Limitations and Future Directions
One important limitation to the present study is the lack of formal measures of treatment fidelity, which would improve confidence that the intervention was being delivered as initially tested. Related, this study did not directly investigate potential differences in the integrity of the intervention delivered, nor its acceptability, when being led by a CCLS rather than an art therapist, which is an important consideration. While the ability for these interventions to be delivered by a CCLS may provide flexibility for others attempting a similar expansion, it should be noted that the CCLS involved in this study had specific training in therapeutic art in the healthcare setting and received specific training from the art therapist who delivered the program. Not every CCLS would already have the skills and training needed to deliver this intervention, and replication should take this into account.
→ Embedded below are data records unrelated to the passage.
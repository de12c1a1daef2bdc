//! pinch-toggle - turn a thumb/index pinch into a debounced keypress
//!
//! Reads hand landmarks frame by frame from an external detector, measures
//! thumb-to-index and thumb-to-middle fingertip distances, and presses a key
//! when the pinch forms, at most once per cooldown.

mod effector;
mod gesture;
mod pipeline;
mod source;
mod state;
mod timing;

use std::path::PathBuf;
use std::time::Duration;

use anyhow::Context;
use clap::Parser;
use tracing::info;

use effector::{CommandEffector, EffectorType, KeySpec};
use gesture::{GestureConfig, RearmPolicy};
use pipeline::PipelineConfig;
use source::{DetectorConfig, SourceType};
use state::ToggleState;
use timing::FrameTiming;

#[derive(Parser, Debug)]
#[command(
    name = "pinch-toggle",
    about = "Press a key when a thumb/index pinch is seen in hand landmark frames"
)]
struct Cli {
    /// Landmark source: stdin, replay, or command
    #[arg(long, default_value = "stdin")]
    source: String,

    /// JSON Lines file to replay (with --source replay)
    #[arg(long)]
    replay: Option<PathBuf>,

    /// Detector command line, e.g. "python3 hand_detect.py" (with --source command)
    #[arg(long)]
    detector: Option<String>,

    /// Minimum palm detection confidence passed to the detector
    #[arg(long, default_value_t = 0.8)]
    min_detection_confidence: f64,

    /// Minimum landmark tracking confidence passed to the detector
    #[arg(long, default_value_t = 0.5)]
    min_tracking_confidence: f64,

    /// Action effector: command, keyboard, or log
    #[arg(long, default_value = "command")]
    effector: String,

    /// Key to press (space, enter, tab, escape, backspace, or one character)
    #[arg(long, default_value = "space")]
    key: KeySpec,

    /// Key injection command for --effector command (default: xdotool key <key>)
    #[arg(long)]
    key_command: Option<String>,

    /// Maximum thumb-to-index distance in pixels
    #[arg(long, default_value_t = 20.0)]
    index_threshold: f64,

    /// Minimum thumb-to-middle distance in pixels
    #[arg(long, default_value_t = 80.0)]
    middle_threshold: f64,

    /// Minimum seconds between key presses
    #[arg(long, default_value_t = 1.0)]
    cooldown: f64,

    /// Re-arm after the cooldown alone, or only once the pinch is released
    #[arg(long, default_value = "cooldown")]
    rearm: String,

    /// Exit after N seconds
    #[arg(long)]
    exit_after: Option<f64>,

    /// Seconds between status log lines
    #[arg(long, default_value_t = 60.0)]
    status_interval: f64,

    /// Per-frame latency budget in milliseconds
    #[arg(long, default_value_t = 33.3)]
    frame_budget_ms: f64,

    /// Show version and exit
    #[arg(long)]
    version: bool,
}

fn seconds(name: &str, secs: f64) -> anyhow::Result<Duration> {
    Duration::try_from_secs_f64(secs)
        .with_context(|| format!("--{name} must be a non-negative number of seconds, got {secs}"))
}

/// `program [args…]` for the detector subprocess backend.
fn detector_command(line: &str) -> anyhow::Result<SourceType> {
    let mut argv = CommandEffector::split_command_line(line).into_iter();
    let program = argv.next().context("--detector command is empty")?;
    Ok(SourceType::Command {
        program,
        args: argv.collect(),
    })
}

fn main() -> anyhow::Result<()> {
    let cli = Cli::parse();

    if cli.version {
        println!("pinch-toggle {}", env!("CARGO_PKG_VERSION"));
        return Ok(());
    }

    // Initialize tracing
    tracing_subscriber::fmt()
        .with_env_filter(
            tracing_subscriber::EnvFilter::try_from_default_env()
                .unwrap_or_else(|_| "pinch_toggle=info".into()),
        )
        .init();

    info!("pinch-toggle v{} starting", env!("CARGO_PKG_VERSION"));

    let rearm = match cli.rearm.as_str() {
        "cooldown" => RearmPolicy::Cooldown,
        "release" => RearmPolicy::Release,
        other => anyhow::bail!("unknown rearm policy: {other}. Use: cooldown or release"),
    };
    let gesture = GestureConfig {
        index_threshold: cli.index_threshold,
        middle_threshold: cli.middle_threshold,
        cooldown_secs: cli.cooldown,
        rearm,
    };

    let detector = DetectorConfig {
        min_detection_confidence: cli.min_detection_confidence,
        min_tracking_confidence: cli.min_tracking_confidence,
    };

    let source_type = match cli.source.as_str() {
        "stdin" => SourceType::Stdin,
        "replay" => SourceType::Replay(
            cli.replay
                .context("--source replay needs --replay <FILE>")?,
        ),
        "command" => {
            let line = cli
                .detector
                .context("--source command needs --detector <COMMAND>")?;
            detector_command(&line)?
        }
        other => anyhow::bail!("unknown source: {other}. Use: stdin, replay, or command"),
    };

    let effector_type = match cli.effector.as_str() {
        "command" => EffectorType::Command(
            cli.key_command
                .as_deref()
                .map(CommandEffector::split_command_line)
                .unwrap_or_default(),
        ),
        "keyboard" => EffectorType::Keyboard,
        "log" => EffectorType::Log,
        other => anyhow::bail!("unknown effector: {other}. Use: command, keyboard, or log"),
    };

    let pipeline_config = PipelineConfig {
        exit_after: cli
            .exit_after
            .map(|secs| seconds("exit-after", secs))
            .transpose()?,
        status_interval: seconds("status-interval", cli.status_interval)?,
    };

    let mut state = ToggleState::new(gesture, FrameTiming::new(1000, cli.frame_budget_ms))?;
    let mut effector = effector::open(effector_type, cli.key)?;
    let source = source::open(source_type, &detector)?;

    pipeline::install_signal_handlers();
    let reason = pipeline::run(&mut state, source, effector.as_mut(), &pipeline_config);
    info!("pinch-toggle exiting ({})", reason.as_str());
    Ok(())
}
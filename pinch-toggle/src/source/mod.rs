//! Landmark source abstraction: stdin, replay file, and detector subprocess.
//!
//! Every backend speaks the same JSON Lines wire format (one frame per
//! line), so they differ only in where the bytes come from.

pub mod detector;
pub mod jsonl;

use std::path::PathBuf;

use crate::gesture::landmarks::DetectedHand;

pub use detector::DetectorProcess;
pub use jsonl::JsonLinesSource;

/// One frame's worth of detector output.
#[derive(Debug, Clone, PartialEq)]
pub struct Frame {
    /// Capture time in seconds, if the source stamps frames.
    pub timestamp: Option<f64>,
    /// Frame width in pixels.
    pub width: u32,
    /// Frame height in pixels.
    pub height: u32,
    /// Detected hands in detection order (empty when none visible).
    pub hands: Vec<DetectedHand>,
}

/// The source could not deliver a frame. Ends the pipeline.
#[derive(Debug, thiserror::Error)]
pub enum FrameError {
    #[error("landmark source read failed: {0}")]
    Io(#[from] std::io::Error),

    #[error("malformed frame on line {line}: {source}")]
    Parse {
        line: u64,
        #[source]
        source: serde_json::Error,
    },

    #[error("detector handshake failed: {0}")]
    Handshake(String),

    #[error("frame on line {line} has invalid dimensions {width}x{height}")]
    InvalidDimensions { line: u64, width: u32, height: u32 },
}

/// Anything that yields hand landmarks frame by frame.
///
/// Sources are driven from their own reader thread, hence `Send`.
pub trait LandmarkSource: Send {
    /// Short backend name for logging.
    fn name(&self) -> &'static str;

    /// Block until the next frame is available.
    ///
    /// `Ok(None)` is a clean end of stream.
    fn next_frame(&mut self) -> Result<Option<Frame>, FrameError>;
}

/// Detection thresholds handed to the external landmark model.
#[derive(Debug, Clone)]
pub struct DetectorConfig {
    /// Minimum palm detection confidence (0.0-1.0).
    pub min_detection_confidence: f64,
    /// Minimum landmark tracking confidence (0.0-1.0).
    pub min_tracking_confidence: f64,
}

impl Default for DetectorConfig {
    fn default() -> Self {
        Self {
            min_detection_confidence: 0.8,
            min_tracking_confidence: 0.5,
        }
    }
}

impl DetectorConfig {
    pub fn validate(&self) -> anyhow::Result<()> {
        for (name, value) in [
            ("min-detection-confidence", self.min_detection_confidence),
            ("min-tracking-confidence", self.min_tracking_confidence),
        ] {
            if !(0.0..=1.0).contains(&value) {
                anyhow::bail!("{name} must be within 0.0..=1.0, got {value}");
            }
        }
        Ok(())
    }

    /// Command-line arguments forwarded to a detector subprocess.
    pub fn to_args(&self) -> Vec<String> {
        vec![
            "--min-detection-confidence".to_string(),
            self.min_detection_confidence.to_string(),
            "--min-tracking-confidence".to_string(),
            self.min_tracking_confidence.to_string(),
        ]
    }
}

/// Source backend selector.
#[derive(Debug, Clone)]
pub enum SourceType {
    /// JSON Lines on standard input.
    Stdin,
    /// A recorded JSON Lines file.
    Replay(PathBuf),
    /// A detector program speaking JSON Lines on its stdout.
    Command { program: String, args: Vec<String> },
}

/// Open the selected landmark source.
pub fn open(
    source: SourceType,
    detector: &DetectorConfig,
) -> anyhow::Result<Box<dyn LandmarkSource>> {
    detector.validate()?;
    match source {
        SourceType::Stdin => Ok(Box::new(JsonLinesSource::stdin())),
        SourceType::Replay(path) => Ok(Box::new(JsonLinesSource::replay(&path)?)),
        SourceType::Command { program, args } => {
            Ok(Box::new(DetectorProcess::spawn(&program, &args, detector)?))
        }
    }
}

#[cfg(test)]
mod tests {
    use super::*;

    #[test]
    fn test_detector_defaults() {
        let config = DetectorConfig::default();
        assert_eq!(config.min_detection_confidence, 0.8);
        assert_eq!(config.min_tracking_confidence, 0.5);
        assert!(config.validate().is_ok());
    }

    #[test]
    fn test_detector_validate_range() {
        let config = DetectorConfig {
            min_detection_confidence: 1.5,
            ..DetectorConfig::default()
        };
        let err = config.validate().unwrap_err();
        assert!(err.to_string().contains("min-detection-confidence"));
    }

    #[test]
    fn test_detector_args() {
        let args = DetectorConfig::default().to_args();
        assert_eq!(
            args,
            vec![
                "--min-detection-confidence",
                "0.8",
                "--min-tracking-confidence",
                "0.5"
            ]
        );
    }

    #[test]
    fn test_open_replay_missing_file() {
        let result = open(
            SourceType::Replay(PathBuf::from("/nonexistent/frames.jsonl")),
            &DetectorConfig::default(),
        );
        assert!(result.is_err());
    }
}
//! Key injection through an external command (`xdotool key space` by default).

use std::process::{Command, Stdio};

use tracing::{debug, warn};

use super::{ActionEffector, KeySpec};

pub struct CommandEffector {
    program: String,
    args: Vec<String>,
    failures: u64,
}

impl CommandEffector {
    /// `argv[0]` is the program, the rest its arguments.
    pub fn new(argv: Vec<String>) -> anyhow::Result<Self> {
        let mut argv = argv.into_iter();
        let program = argv
            .next()
            .filter(|p| !p.trim().is_empty())
            .ok_or_else(|| anyhow::anyhow!("key command must name a program"))?;
        Ok(Self {
            program,
            args: argv.collect(),
            failures: 0,
        })
    }

    /// `xdotool key <keysym>`.
    pub fn default_argv(key: KeySpec) -> Vec<String> {
        vec!["xdotool".to_string(), "key".to_string(), key.keysym_name()]
    }

    /// Split a command line on whitespace. No quoting.
    pub fn split_command_line(line: &str) -> Vec<String> {
        line.split_whitespace().map(str::to_string).collect()
    }
}

impl ActionEffector for CommandEffector {
    fn name(&self) -> &'static str {
        "command"
    }

    fn fire(&mut self) {
        debug!("Running key command: {} {}", self.program, self.args.join(" "));
        let result = Command::new(&self.program)
            .args(&self.args)
            .stdin(Stdio::null())
            .status();

        match result {
            Ok(status) if status.success() => {}
            Ok(status) => {
                self.failures += 1;
                warn!("Key command {} exited with {}", self.program, status);
            }
            Err(e) => {
                self.failures += 1;
                warn!("Key command {} could not run: {}", self.program, e);
            }
        }
    }

    fn failures(&self) -> u64 {
        self.failures
    }
}

#[cfg(test)]
mod tests {
    use super::*;

    #[test]
    fn test_default_argv() {
        assert_eq!(
            CommandEffector::default_argv(KeySpec::Space),
            vec!["xdotool", "key", "space"]
        );
    }

    #[test]
    fn test_split_command_line() {
        assert_eq!(
            CommandEffector::split_command_line("  ydotool  key 57:1 57:0 "),
            vec!["ydotool", "key", "57:1", "57:0"]
        );
    }

    #[test]
    fn test_empty_command_rejected() {
        assert!(CommandEffector::new(Vec::new()).is_err());
        assert!(CommandEffector::new(vec!["  ".to_string()]).is_err());
    }

    #[cfg(unix)]
    #[test]
    fn test_successful_command() {
        let mut effector = CommandEffector::new(vec!["true".to_string()]).unwrap();
        effector.fire();
        assert_eq!(effector.failures(), 0);
    }

    #[cfg(unix)]
    #[test]
    fn test_failing_command_counted() {
        let mut effector = CommandEffector::new(vec!["false".to_string()]).unwrap();
        effector.fire();
        effector.fire();
        assert_eq!(effector.failures(), 2);
    }

    #[test]
    fn test_missing_program_counted() {
        let mut effector =
            CommandEffector::new(vec!["/nonexistent/key-injector".to_string()]).unwrap();
        effector.fire();
        assert_eq!(effector.failures(), 1);
    }
}
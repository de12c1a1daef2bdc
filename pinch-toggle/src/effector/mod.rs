//! Action effectors: what happens when the pinch fires.
//!
//! Provides:
//! - `LogEffector`: dry run, logs each fire
//! - `CommandEffector`: runs an external key-injection command
//! - `KeyboardEffector`: native key click (gated behind `keyboard` feature)

pub mod command;

#[cfg(feature = "keyboard")]
pub mod keyboard;

#[cfg(not(feature = "keyboard"))]
pub mod stub;

#[cfg(feature = "keyboard")]
pub use keyboard::KeyboardEffector;

#[cfg(not(feature = "keyboard"))]
pub use stub::KeyboardEffector;

pub use command::CommandEffector;

use tracing::info;

/// Executes the discrete action.
///
/// `fire` is infallible from the caller's point of view: backends log
/// their own failures and count them.
pub trait ActionEffector {
    /// Short backend name for logging.
    fn name(&self) -> &'static str;

    /// Perform the action once, synchronously.
    fn fire(&mut self);

    /// Number of fires the backend could not carry out.
    fn failures(&self) -> u64 {
        0
    }
}

// ── Key names ──────────────────────────────────────────────

/// The key an effector presses.
#[derive(Debug, Clone, Copy, PartialEq, Eq)]
pub enum KeySpec {
    Space,
    Enter,
    Tab,
    Escape,
    Backspace,
    Char(char),
}

impl KeySpec {
    /// Parse a key name: a named key or a single character.
    pub fn parse(s: &str) -> Option<Self> {
        match s.to_ascii_lowercase().as_str() {
            "space" | "spc" => Some(Self::Space),
            "enter" | "return" | "ret" => Some(Self::Enter),
            "tab" => Some(Self::Tab),
            "escape" | "esc" => Some(Self::Escape),
            "backspace" => Some(Self::Backspace),
            _ => {
                let mut chars = s.chars();
                match (chars.next(), chars.next()) {
                    (Some(c), None) if !c.is_whitespace() && !c.is_control() => {
                        Some(Self::Char(c))
                    }
                    _ => None,
                }
            }
        }
    }

    /// Keysym name understood by X11 key injection tools.
    pub fn keysym_name(&self) -> String {
        match self {
            Self::Space => "space".to_string(),
            Self::Enter => "Return".to_string(),
            Self::Tab => "Tab".to_string(),
            Self::Escape => "Escape".to_string(),
            Self::Backspace => "BackSpace".to_string(),
            Self::Char(c) => c.to_string(),
        }
    }
}

impl std::str::FromStr for KeySpec {
    type Err = String;

    fn from_str(s: &str) -> Result<Self, Self::Err> {
        Self::parse(s).ok_or_else(|| {
            format!("unknown key {s:?}: use space, enter, tab, escape, backspace, or a single character")
        })
    }
}

// ── Dry run ────────────────────────────────────────────────

/// Logs instead of pressing anything.
pub struct LogEffector {
    key: KeySpec,
    fired: u64,
}

impl LogEffector {
    pub fn new(key: KeySpec) -> Self {
        Self { key, fired: 0 }
    }
}

impl ActionEffector for LogEffector {
    fn name(&self) -> &'static str {
        "log"
    }

    fn fire(&mut self) {
        self.fired += 1;
        info!("Pinch #{}: would press {}", self.fired, self.key.keysym_name());
    }
}

// ── Selection ──────────────────────────────────────────────

/// Effector backend selector.
#[derive(Debug, Clone)]
pub enum EffectorType {
    Log,
    Command(Vec<String>),
    Keyboard,
}

/// Build the selected effector.
pub fn open(effector: EffectorType, key: KeySpec) -> anyhow::Result<Box<dyn ActionEffector>> {
    match effector {
        EffectorType::Log => Ok(Box::new(LogEffector::new(key))),
        EffectorType::Command(argv) => {
            let argv = if argv.is_empty() {
                CommandEffector::default_argv(key)
            } else {
                argv
            };
            Ok(Box::new(CommandEffector::new(argv)?))
        }
        EffectorType::Keyboard => Ok(Box::new(KeyboardEffector::new(key)?)),
    }
}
Future investigations may improve upon this study by incorporating measures of treatment fidelity through a checklist or video-based process. Further studies may also evaluate the clinical effects of these groups by measuring relevant parent changes such as parent stress and social functioning. Additional next steps may be to develop art therapy, individually or in a group format, for youth and parents concurrently, as this is found helpful by many art therapists in practice (Buck et al., 2013). Further research may extend the current treatment by developing and testing additional modules beyond the current focus on self-validation and processing, support and relationships, values identification, and planning for future coping (Pielech et al., 2013). Qualitative research may determine other parent needs, perhaps related to emotion exploration, understanding one’s own health and mental health, or art activities that could continue as expressive coping after program completion.
Therapeutic art groups provide a flexible way to increase psychosocial services to parents during their child’s intensive interdisciplinary pain treatment. Parents have found these groups helpful and relatively easy to attend. All hospitals are different, and barriers may exist to implementing this intervention in other settings, including the cost of training or the lack of providers with appropriate training and background. However, considering the wide representation of child life specialists at children’s hospitals and data suggesting their interest in receiving training in therapeutic art (e.g., Bandstra et al., 2008), hospitals may be able to follow the model presented in this study. Further extending these results, similar therapeutic art programs may be useful in other environments where youth are receiving intensive treatment, such as children who are hospitalized or children receiving mental health treatment in an intensive outpatient or inpatient setting.
Funding/Disclosure/Conflicts of Interest
This work was supported by Children’s Mercy Kansas City. Preparation of this manuscript was supported by Children’s Mercy Kansas City and also by the National Institute on Drug Abuse (NIDA; F32 DA049440, PI: Pielech; K23 DA053411, PI: Pielech). The authors have no conflicts of interest to declare or other disclosures.